L’affaire concerne un litige entre Mme [D] et ses voisins, propriétaires de deux maisons nouvellement construites dans un lotissement en limite de sa propriété. Mme [D] se plaint de la perte de vue, de la création de vues sur son fonds et de la dépréciation de son bien, invoquant un trouble anormal de voisinage.

1. Décision de la Cour de cassation

La Cour de cassation rejette le pourvoi formé par Mme [D] contre l’arrêt de la cour d’appel d’Aix-en-Provence du 13 janvier 2022. Cette décision s’appuie sur plusieurs éléments clés.

2. Justifications de la décision

2.1. Absence d’anormalité du trouble lié à la perte de vue

La Cour valide le raisonnement de la cour d’appel qui a considéré que la perte de vue ne constituait pas un trouble anormal. Elle justifie cette position par :

  • Le contexte urbain : la propriété est située dans une zone urbanisée, à proximité d’une voie de déviation routière.
  • L’évolution prévisible de l’urbanisme : la commune est en pleine expansion et vouée à s’urbaniser.
  • L’absence de droit à la vue protégé dans un tel environnement.

2.2. Appréciation de la perte d’intimité

La Cour approuve l’analyse de la cour d’appel concernant la perte d’intimité pour deux raisons :

  • Absence de précisions suffisantes : la distance entre les pièces à vivre et la limite des fonds n’est pas clairement établie.
  • Mesures d’atténuation : la plantation de végétaux le long de la clôture a permis de remédier en partie à la perte d’intimité dans le jardin et autour de la piscine.

2.3. Impact de la modification du plan local d’urbanisme

La Cour souligne que les troubles allégués résultent principalement de la modification du plan local d’urbanisme. Elle considère que cette évolution réglementaire ne peut être imputée aux propriétaires des nouvelles constructions.

2.4. Pouvoir souverain d’appréciation des juges du fond

La Cour réaffirme le principe selon lequel les juges du fond ont un pouvoir souverain pour apprécier l’existence et l’anormalité d’un trouble de voisinage. Elle refuse ainsi de remettre en cause leur appréciation des faits et des preuves.

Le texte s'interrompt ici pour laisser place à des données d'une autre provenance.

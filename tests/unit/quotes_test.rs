use tabconv::formatter::{escape_cell, CsvQuoter};
use tabconv::parse_csv_line;

#[test]
fn test_quote_only_when_needed() {
    let quoter = CsvQuoter::new(',');

    assert!(!quoter.needs_quoting(""));
    assert!(!quoter.needs_quoting("hello world"));
    assert!(!quoter.needs_quoting("a;b"));
    assert!(!quoter.needs_quoting(" padded "));

    assert!(quoter.needs_quoting("a,b"));
    assert!(quoter.needs_quoting("say \"hi\""));
    assert!(quoter.needs_quoting("two\nlines"));
}

#[test]
fn test_quoting_follows_delimiter() {
    assert_eq!(escape_cell("a,b", ','), "\"a,b\"");
    assert_eq!(escape_cell("a,b", ';'), "a,b");
    assert_eq!(escape_cell("a;b", ';'), "\"a;b\"");
    assert_eq!(escape_cell("a\tb", '\t'), "\"a\tb\"");
    assert_eq!(escape_cell("a|b", '|'), "\"a|b\"");
}

#[test]
fn test_embedded_quotes_doubled() {
    assert_eq!(
        escape_cell(r#"He said "hi", ok"#, ','),
        r#""He said ""hi"", ok""#
    );
    assert_eq!(escape_cell("\"", ','), "\"\"\"\"");
}

#[test]
fn test_escaped_cell_parses_back() {
    let samples = [
        "plain",
        "a,b",
        r#"He said "hi", ok"#,
        r#""quoted""#,
        "",
        "trailing,",
    ];

    for sample in samples {
        let line = format!("{},{}", escape_cell(sample, ','), escape_cell("next", ','));
        assert_eq!(parse_csv_line(&line, ','), vec![sample, "next"], "{}", line);
    }
}
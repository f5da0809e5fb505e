//! Prompt-derived values: color and filename.
//!
//! Both are computed over the UTF-16 code units of the prompt, so a character
//! outside the Basic Multilingual Plane counts as two units.

use std::fmt;

/// Modulus used to reduce the code-unit sum to a 24-bit color.
const COLOR_MODULUS: u64 = 0xFF_FFFF;

/// Maximum length of the sanitized prompt component of a filename.
pub const MAX_SANITIZED_LEN: usize = 50;

/// A 24-bit RGB color derived from a prompt.
#[derive(Debug, Clone, Copy, PartialEq, Eq, Hash)]
pub struct Color(u32);

impl Color {
    /// Create a color from a packed `0xRRGGBB` value.
    pub fn from_u32(value: u32) -> Self {
        Self(value & 0xFF_FFFF)
    }

    /// The packed `0xRRGGBB` value.
    pub fn value(&self) -> u32 {
        self.0
    }

    /// Red, green and blue channels.
    pub fn rgb(&self) -> [u8; 3] {
        [(self.0 >> 16) as u8, (self.0 >> 8) as u8, self.0 as u8]
    }

    /// Six lowercase hex digits, zero padded.
    pub fn to_hex(&self) -> String {
        format!("{:06x}", self.0)
    }
}

impl fmt::Display for Color {
    fn fmt(&self, f: &mut fmt::Formatter<'_>) -> fmt::Result {
        write!(f, "#{:06x}", self.0)
    }
}

/// Derive a color from a prompt by summing its UTF-16 code units.
pub fn prompt_color(prompt: &str) -> Color {
    let sum: u64 = prompt.encode_utf16().map(u64::from).sum();
    Color::from_u32((sum % COLOR_MODULUS) as u32)
}

/// Replace every non-alphanumeric code unit with `_` and truncate to 50 units.
///
/// The result is pure ASCII, so it is safe to embed in a filename.
pub fn sanitize_prompt(prompt: &str) -> String {
    prompt
        .encode_utf16()
        .take(MAX_SANITIZED_LEN)
        .map(|unit| match u8::try_from(unit) {
            Ok(b) if b.is_ascii_alphanumeric() => b as char,
            _ => '_',
        })
        .collect()
}

/// Build `<timestamp>_<sanitized>.png`.
pub fn image_filename(timestamp_millis: u64, sanitized: &str) -> String {
    format!("{}_{}.png", timestamp_millis, sanitized)
}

3. Implications pour les experts en estimation immobilière

3.1. Prise en compte du contexte urbain

Les experts doivent intégrer dans leurs analyses le contexte urbain et les évolutions prévisibles de l’urbanisme, qui peuvent justifier certaines modifications de l’environnement.

3.2. Importance de la caractérisation précise des troubles

L’arrêt souligne la nécessité de caractériser précisément les troubles allégués, notamment en termes de distances et d’impact concret sur la propriété.

3.3. Considération des mesures d’atténuation

Les experts doivent prendre en compte les mesures prises pour atténuer les troubles (comme la plantation de végétaux) dans leur évaluation de l’anormalité du trouble.

3.4. Limite de la notion de perte de vue

La décision rappelle que le droit à la vue n’est pas protégé en tant que tel en milieu urbain, ce qui doit être intégré dans les estimations de valeur des biens.

4. Conclusion

Cet arrêt de la Cour de cassation apporte des éclaircissements importants sur les critères d’appréciation des troubles anormaux de voisinage en milieu urbain. Il met en évidence l’importance du contexte urbain, de l’évolution prévisible de l’urbanisme, et de la caractérisation objective des troubles dans l’évaluation de leur anormalité. Pour les experts immobiliers, cette décision souligne la nécessité d’une analyse approfondie de l’environnement urbain et réglementaire dans leurs évaluations, ainsi que l’importance de quantifier précisément les impacts allégués sur la valeur et l’usage des biens.